No, we can't mandate better eating habits, but it doesn't mean that the government is powerless either. In part, the government is responsible for our diet. We subsidize corn to the point where it is cheaper to buy than it is to grow. This means that we can cheaply produce all the processed crap that we see on the shelves of traditional grocery stores and we can feed it to cattle who grow bigger than they would on grass which is what they are supposed to eat. (It also increases exposure to e coli which is rampant because of the unnatural diet of our cattle. If an animal is put on a grass-fed diet in just the last week of its life, it reduces the amount of e coli bacteria in the animal by 90%, but doing the right thing is not something our beef industry takes too seriously.) Tax payers pay to make bad food cheaper than good food, which then causes us to have to spend more on health care. Why not cut corn subsidies and increase those on broccoli? (Hint: the first presidential caucus is in a state that rhymes with miowa.)

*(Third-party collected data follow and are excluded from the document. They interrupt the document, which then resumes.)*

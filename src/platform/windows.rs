use std::path::PathBuf;
use std::process::Command;

use anyhow::{Result, bail};
use tracing::debug;

use super::Desktop;
use super::command::{desktop_running, spawn_detached};
use crate::config::Argv;

/// Well-known install locations, searched in order.
const INSTALL_PATHS: &[&str] = &[
    r"C:\Program Files\Docker\Docker\Docker Desktop.exe",
    r"C:\Program Files (x86)\Docker\Docker\Docker Desktop.exe",
    r"%LOCALAPPDATA%\Programs\Docker\Docker\Docker Desktop.exe",
];

/// `CREATE_NO_WINDOW` from the Win32 process creation flags.
#[cfg(windows)]
const CREATE_NO_WINDOW: u32 = 0x0800_0000;

pub struct WindowsDesktop {
    candidates: Vec<String>,
}

impl WindowsDesktop {
    pub fn new() -> Self {
        Self::with_candidates(INSTALL_PATHS.iter().map(|p| p.to_string()).collect())
    }

    pub fn with_candidates(candidates: Vec<String>) -> Self {
        Self { candidates }
    }

    /// First candidate that exists after environment expansion.
    pub fn find_install(&self) -> Option<PathBuf> {
        self.candidates
            .iter()
            .map(|candidate| PathBuf::from(expand_env(candidate, |name| std::env::var(name).ok())))
            .find(|path| path.is_file())
    }
}

impl Default for WindowsDesktop {
    fn default() -> Self {
        Self::new()
    }
}

impl Desktop for WindowsDesktop {
    fn is_running(&self) -> bool {
        let query = Argv::from_words([
            "powershell",
            "-Command",
            "Get-Process 'Docker Desktop' -ErrorAction SilentlyContinue",
        ]);
        desktop_running(&query)
    }

    fn launch(&self) -> Result<()> {
        let Some(path) = self.find_install() else {
            debug!("Docker Desktop not found in standard paths: {:?}", self.candidates);
            bail!("Docker Desktop not found. Please ensure Docker Desktop is installed");
        };
        debug!("Found Docker Desktop at: {}", path.display());

        #[allow(unused_mut)]
        let mut command = Command::new(&path);
        #[cfg(windows)]
        {
            use std::os::windows::process::CommandExt;
            command.creation_flags(CREATE_NO_WINDOW);
        }
        spawn_detached(command)
    }
}

/// Expand `%NAME%` references using `lookup`. Unknown names and a lone
/// `%` are kept verbatim.
pub fn expand_env<F>(input: &str, lookup: F) -> String
where
    F: Fn(&str) -> Option<String>,
{
    let mut out = String::with_capacity(input.len());
    let mut rest = input;

    while let Some(start) = rest.find('%') {
        out.push_str(&rest[..start]);
        let after = &rest[start + 1..];
        match after.find('%') {
            Some(end) if end > 0 => {
                let name = &after[..end];
                match lookup(name) {
                    Some(value) => out.push_str(&value),
                    None => {
                        out.push('%');
                        out.push_str(name);
                        out.push('%');
                    }
                }
                rest = &after[end + 1..];
            }
            _ => {
                out.push('%');
                rest = after;
            }
        }
    }

    out.push_str(rest);
    out
}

What else could we do as a nation to encourage better health? More sin taxes are one option. There is now, to John Boehner's sorrow, a new tax on tanning salons, something that contributes to melanoma. On the other side of the ledger, I've long thought that gym memberships and exercise equipment should be tax deductible. Belonging doesn't mean you will go and having it in the garage or basement doesn't mean you will use it, but it does make it more likely.

There is urban planning and development which could focus on making us less car dependent and make options like walking and biking more attractive.

What else is there? How could we use government to help make us more healthy instead of less?